La señora McBride vuelve a colocar la fotografía en su sitio.
– Indudablemente. -Luego, como si se tratase de una ocurrencia espontánea, aunque no lo es en absoluto, pregunta-. ¿Está casado, señor Rubio?
– Soltero de toda la vida.
– ¿Significa eso que ha sido un soltero toda la vida o que tiene intención de serlo durante el resto de sus días?
– Espero que lo primero. Me gustaría encontrar una bonita velocirraptor hembra en un futuro próximo; como la señorita Holden, por ejemplo.

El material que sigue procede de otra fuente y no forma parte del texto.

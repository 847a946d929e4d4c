//! Discovery announcements
//!
//! Tells interested parties (typically a local DNS updater) that a domain now
//! has a certificate and which host serves it.

use std::fmt;
use std::time::Duration;

use async_trait::async_trait;
use certwarden_config::MqttSettings;
use rumqttc::{AsyncClient, Event, MqttOptions, Outgoing, QoS};
use serde::Serialize;
use thiserror::Error;
use tracing::{debug, info};

/// Upper bound for one connect-publish-disconnect cycle
pub const ANNOUNCE_TIMEOUT: Duration = Duration::from_secs(10);

#[derive(Debug, Error)]
pub enum NotifyError {
    #[error("failed to encode announcement: {0}")]
    Encode(#[from] serde_json::Error),

    #[error("MQTT client error: {0}")]
    Client(#[from] rumqttc::ClientError),

    #[error("MQTT connection error: {0}")]
    Connection(#[from] rumqttc::ConnectionError),

    #[error("announcement timed out after {0:?}")]
    Timeout(Duration),
}

/// Message body published for each discovered domain
#[derive(Debug, Clone, PartialEq, Eq, Serialize)]
pub struct DomainAnnouncement {
    pub domain: String,
    pub ip: String,
}

/// Announces discovered domains
#[async_trait]
pub trait DiscoveryNotifier: Send + Sync + fmt::Debug {
    async fn announce(&self, domain: &str) -> Result<(), NotifyError>;
}

/// Publishes announcements to an MQTT broker, one short connection each
#[derive(Debug, Clone)]
pub struct MqttNotifier {
    settings: MqttSettings,
    timeout: Duration,
}

impl MqttNotifier {
    pub fn new(settings: MqttSettings) -> Self {
        Self {
            settings,
            timeout: ANNOUNCE_TIMEOUT,
        }
    }

    pub fn with_timeout(mut self, timeout: Duration) -> Self {
        self.timeout = timeout;
        self
    }

    pub fn announcement(&self, domain: &str) -> DomainAnnouncement {
        DomainAnnouncement {
            domain: domain.to_string(),
            ip: self.settings.host_ip.clone(),
        }
    }

    async fn publish(&self, payload: Vec<u8>) -> Result<(), NotifyError> {
        let client_id = format!("certwarden-{}", std::process::id());
        let mut options = MqttOptions::new(client_id, &self.settings.host, self.settings.port);
        options.set_keep_alive(Duration::from_secs(5));

        let (client, mut eventloop) = AsyncClient::new(options, 10);
        client
            .publish(&self.settings.topic, QoS::AtMostOnce, false, payload)
            .await?;
        client.disconnect().await?;

        // Drive the connection until the queued publish and disconnect are out
        loop {
            match eventloop.poll().await? {
                Event::Outgoing(Outgoing::Disconnect) => return Ok(()),
                event => debug!(?event, "MQTT event"),
            }
        }
    }
}

#[async_trait]
impl DiscoveryNotifier for MqttNotifier {
    async fn announce(&self, domain: &str) -> Result<(), NotifyError> {
        let payload = serde_json::to_vec(&self.announcement(domain))?;

        tokio::time::timeout(self.timeout, self.publish(payload))
            .await
            .map_err(|_| NotifyError::Timeout(self.timeout))??;

        info!(
            domain = %domain,
            topic = %self.settings.topic,
            broker = %self.settings.host,
            "Announced domain"
        );
        Ok(())
    }
}
//! Background certificate renewal scheduler
//!
//! Periodically sweeps the store and renews certificates that are due.

use std::sync::Arc;
use std::time::Duration;

use tokio::time::{interval, Instant, MissedTickBehavior};
use tracing::{debug, info, warn};

use super::manager::{CertificateManager, SweepSummary};

/// Default check interval (12 hours)
pub const DEFAULT_CHECK_INTERVAL: Duration = Duration::from_secs(12 * 3600);

/// Minimum check interval (1 hour)
pub const MIN_CHECK_INTERVAL: Duration = Duration::from_secs(3600);

/// Delay before the first sweep after startup
const INITIAL_DELAY: Duration = Duration::from_secs(10);

/// Background certificate renewal scheduler
///
/// Runs as a background task. Each sweep calls
/// [`CertificateManager::check_all`], which takes the same per-domain locks
/// as the HTTP API and the discovery watcher.
pub struct RenewalScheduler {
    manager: Arc<CertificateManager>,
    check_interval: Duration,
    initial_delay: Duration,
}

impl RenewalScheduler {
    pub fn new(manager: Arc<CertificateManager>) -> Self {
        Self {
            manager,
            check_interval: DEFAULT_CHECK_INTERVAL,
            initial_delay: INITIAL_DELAY,
        }
    }

    /// Set the check interval
    ///
    /// The interval is clamped to a minimum of 1 hour to avoid
    /// excessive polling.
    pub fn with_interval(mut self, interval: Duration) -> Self {
        self.check_interval = interval.max(MIN_CHECK_INTERVAL);
        self
    }

    pub fn check_interval(&self) -> Duration {
        self.check_interval
    }

    /// Run one sweep now
    pub async fn sweep(&self) -> SweepSummary {
        let start = Instant::now();
        let summary = self.manager.check_all().await;

        if summary.failed > 0 {
            warn!(
                checked = summary.checked,
                renewed = summary.renewed,
                failed = summary.failed,
                duration_ms = start.elapsed().as_millis() as u64,
                "Certificate renewal sweep finished with failures"
            );
        } else {
            info!(
                checked = summary.checked,
                renewed = summary.renewed,
                duration_ms = start.elapsed().as_millis() as u64,
                "Certificate renewal sweep finished"
            );
        }
        summary
    }

    /// Run the renewal loop forever
    pub async fn run(self) {
        info!(
            check_interval_hours = self.check_interval.as_secs() / 3600,
            "Starting certificate renewal scheduler"
        );

        tokio::time::sleep(self.initial_delay).await;

        let mut interval = interval(self.check_interval);
        interval.set_missed_tick_behavior(MissedTickBehavior::Delay);

        loop {
            // The first tick completes immediately
            interval.tick().await;
            debug!("Running scheduled certificate renewal check");
            self.sweep().await;
        }
    }
}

– Si lo que busca es una velocirraptor -dice la señora McBride curvando los labios como si acabase de tragar un sorbo de vino agrio-, Jaycee Holden no podría ser su chica. Ella es una Coelophysis.
Esto mejora por momentos.
– Pensé que me había dicho que estaban prometidos.
– Lo estaban.
– Entonces, ¿no deseaban tener hijos?
– Lo deseaban.
Me es inevitable pestañear un par de veces. He olvidado apuntar esta parte de la conversación -seguramente, volverá a perseguirme más tarde-, pero ahora estoy intrigado. Salir con miembros de otras razas de dinosaurios es algo bastante común, como lo es casarse con ellos si la pareja no tiene ningún interés en reproducirse y perpetuar la especie. Sin embargo, el hecho simple es el siguiente: los matrimonios mixtos entre dinosaurios no pueden reproducirse satisfactoriamente, y no hay que darle más vueltas.